Infine, può essere miscelato con oli di semi, come quello di girasole, che essendo ricchi di grassi insaturi bilanciano la presenza di quelli saturi».
Il vero problema sono i grassi saturi
L’olio di palma è considerato nocivo per la salute per i suoi grassi saturi, sostanze presenti in tanti altri alimenti, che molti studi collegano a un maggior rischio cardiovascolare. Ne contiene infatti un’alta percentuale, circa il 50%: quasi come il burro (51%), molto meno dell’olio di cocco (92%) e di palmisto (81,5%), ma decisamente di più dell’olio di oliva (15%) e girasole (12%).
Va anche precisato che «i grassi saturi hanno lo stesso effetto qualsiasi sia la fonte da cui provengono: quelli dell’olio di palma non sono cioè migliori o peggiori di quelli del burro, delle carni o dei formaggi», spiega Laura Rossi, nutrizionista del Centro di ricerca per gli alimenti e la nutrizione (Cra-Nut).

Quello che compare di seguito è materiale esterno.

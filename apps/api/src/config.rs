use std::time::Duration;

use thiserror::Error;

use crate::documents::PageMode;
use crate::llm_client::{DEFAULT_API_URL, DEFAULT_MODEL};

const DEFAULT_TIMEOUT_SECS: u64 = 60;
const DEFAULT_MAX_UPLOAD_BYTES: usize = 10 * 1024 * 1024;

/// Startup configuration failure. Fatal: the server never starts serving.
#[derive(Debug, Error)]
pub enum ConfigError {
    #[error("Required environment variable '{0}' is not set")]
    Missing(&'static str),

    #[error("Environment variable '{key}' is invalid: {message}")]
    Invalid { key: &'static str, message: String },
}

/// Application configuration loaded from environment variables.
/// Startup fails if the API key is missing.
#[derive(Debug, Clone)]
pub struct Config {
    pub anthropic_api_key: String,
    pub llm_model: String,
    pub llm_api_url: String,
    pub llm_timeout: Duration,
    pub pdf_page_mode: PageMode,
    pub max_upload_bytes: usize,
    pub port: u16,
    pub rust_log: String,
}

impl Config {
    pub fn from_env() -> Result<Self, ConfigError> {
        dotenvy::dotenv().ok(); // load .env if present; ignore if missing

        Self::from_lookup(|key| std::env::var(key).ok())
    }

    /// Builds the config from an arbitrary key lookup. `from_env` delegates here.
    pub fn from_lookup<F>(lookup: F) -> Result<Self, ConfigError>
    where
        F: Fn(&str) -> Option<String>,
    {
        let var = |key: &str| lookup(key).filter(|v| !v.trim().is_empty());

        let anthropic_api_key =
            var("ANTHROPIC_API_KEY").ok_or(ConfigError::Missing("ANTHROPIC_API_KEY"))?;

        let llm_timeout_secs = match var("LLM_TIMEOUT_SECS") {
            Some(raw) => parse_number::<u64>("LLM_TIMEOUT_SECS", &raw)?,
            None => DEFAULT_TIMEOUT_SECS,
        };
        if llm_timeout_secs == 0 {
            return Err(ConfigError::Invalid {
                key: "LLM_TIMEOUT_SECS",
                message: "must be greater than zero".to_string(),
            });
        }

        let pdf_page_mode = match var("PDF_PAGE_MODE") {
            Some(raw) => raw.parse::<PageMode>().map_err(|message| ConfigError::Invalid {
                key: "PDF_PAGE_MODE",
                message,
            })?,
            None => PageMode::default(),
        };

        Ok(Config {
            anthropic_api_key,
            llm_model: var("LLM_MODEL").unwrap_or_else(|| DEFAULT_MODEL.to_string()),
            llm_api_url: var("LLM_API_URL").unwrap_or_else(|| DEFAULT_API_URL.to_string()),
            llm_timeout: Duration::from_secs(llm_timeout_secs),
            pdf_page_mode,
            max_upload_bytes: match var("MAX_UPLOAD_BYTES") {
                Some(raw) => parse_number::<usize>("MAX_UPLOAD_BYTES", &raw)?,
                None => DEFAULT_MAX_UPLOAD_BYTES,
            },
            port: match var("PORT") {
                Some(raw) => parse_number::<u16>("PORT", &raw)?,
                None => 8000,
            },
            rust_log: var("RUST_LOG").unwrap_or_else(|| "info".to_string()),
        })
    }
}

fn parse_number<T>(key: &'static str, raw: &str) -> Result<T, ConfigError>
where
    T: std::str::FromStr,
    T::Err: std::fmt::Display,
{
    raw.trim().parse::<T>().map_err(|e| ConfigError::Invalid {
        key,
        message: e.to_string(),
    })
}

#[cfg(test)]
mod tests {
    use super::*;
    use std::collections::HashMap;

    fn lookup_from(pairs: &[(&str, &str)]) -> impl Fn(&str) -> Option<String> {
        let map: HashMap<String, String> = pairs
            .iter()
            .map(|(k, v)| (k.to_string(), v.to_string()))
            .collect();
        move |key| map.get(key).cloned()
    }

    #[test]
    fn test_missing_api_key_is_fatal() {
        let err = Config::from_lookup(lookup_from(&[])).unwrap_err();
        assert!(matches!(err, ConfigError::Missing("ANTHROPIC_API_KEY")));
    }

    #[test]
    fn test_blank_api_key_counts_as_missing() {
        let err = Config::from_lookup(lookup_from(&[("ANTHROPIC_API_KEY", "   ")])).unwrap_err();
        assert!(matches!(err, ConfigError::Missing(_)));
    }

    #[test]
    fn test_defaults_applied() {
        let config = Config::from_lookup(lookup_from(&[("ANTHROPIC_API_KEY", "sk-test")])).unwrap();
        assert_eq!(config.anthropic_api_key, "sk-test");
        assert_eq!(config.llm_model, DEFAULT_MODEL);
        assert_eq!(config.llm_api_url, DEFAULT_API_URL);
        assert_eq!(config.llm_timeout, Duration::from_secs(60));
        assert_eq!(config.pdf_page_mode, PageMode::FirstPage);
        assert_eq!(config.max_upload_bytes, 10 * 1024 * 1024);
        assert_eq!(config.port, 8000);
        assert_eq!(config.rust_log, "info");
    }

    #[test]
    fn test_overrides_applied() {
        let config = Config::from_lookup(lookup_from(&[
            ("ANTHROPIC_API_KEY", "sk-test"),
            ("LLM_MODEL", "claude-haiku-4-5"),
            ("LLM_TIMEOUT_SECS", "15"),
            ("PDF_PAGE_MODE", "all"),
            ("PORT", "9090"),
        ]))
        .unwrap();
        assert_eq!(config.llm_model, "claude-haiku-4-5");
        assert_eq!(config.llm_timeout, Duration::from_secs(15));
        assert_eq!(config.pdf_page_mode, PageMode::AllPages);
        assert_eq!(config.port, 9090);
    }

    #[test]
    fn test_invalid_port_rejected() {
        let err = Config::from_lookup(lookup_from(&[
            ("ANTHROPIC_API_KEY", "sk-test"),
            ("PORT", "not-a-port"),
        ]))
        .unwrap_err();
        assert!(matches!(err, ConfigError::Invalid { key: "PORT", .. }));
    }

    #[test]
    fn test_zero_timeout_rejected() {
        let err = Config::from_lookup(lookup_from(&[
            ("ANTHROPIC_API_KEY", "sk-test"),
            ("LLM_TIMEOUT_SECS", "0"),
        ]))
        .unwrap_err();
        assert!(matches!(
            err,
            ConfigError::Invalid {
                key: "LLM_TIMEOUT_SECS",
                ..
            }
        ));
    }

    #[test]
    fn test_unknown_page_mode_rejected() {
        let err = Config::from_lookup(lookup_from(&[
            ("ANTHROPIC_API_KEY", "sk-test"),
            ("PDF_PAGE_MODE", "middle"),
        ]))
        .unwrap_err();
        assert!(matches!(
            err,
            ConfigError::Invalid {
                key: "PDF_PAGE_MODE",
                ..
            }
        ));
    }
}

Non ci sono quindi evidenze scientifiche che confermino la tesi secondo cui l’olio di palma è responsabile dell’aumento del rischio cardiovascolare più degli altri grassi (vegetali e non). «È la conclusione cui siamo giunti anche noi, analizzando 51 studi che confrontavano una dieta comprendente l’olio di palma, con una di uguale apporto energetico, ma altri tipi di grassi», rivela Elena Fattore, responsabile dell’Unità di valutazione del rischio degli inquinanti ambientali dell’Istituto Mario Negri di Milano.
Come ci dobbiamo regolare
«Un alimento va valutato nell’insieme», dice Piretta. «Non me la sentirei di consigliare a una persona sana di eliminare i formaggi per ridurre i grassi saturi, perché, apportano anche proteine nobili e calcio».
«In generale, è bene ridurre i prodotti con l’olio di palma se si prevede di mangiare grana, uova o carni rosse durante il giorno», consiglia Laura Rossi. Infine, «snack dolci e salati, vanno consumati in piccole quantità, indipendentemente dal tipo di grassi che contengono.Non serve però toglierli del tutto: una gratificazione ogni tanto fa bene anche alla mente», conclude Piretta.
La giusta dose di grassi amici/nemici
«Se sono troppi, i grassi saturi possono effettivamente rappresentare un rischio per la salute, ma alle dosi ok sono preziosi: funzionano come ”messaggeri” dell’organismo, sono importanti per la formazione delle membrane cellulari e, come tutti i grassi, consentono l’assorbimento delle vitamine liposolubili (A, D, E, K)», afferma Luca Piretta, specialista in scienze della nutrizione umana dell’Università La Sapienza di Roma.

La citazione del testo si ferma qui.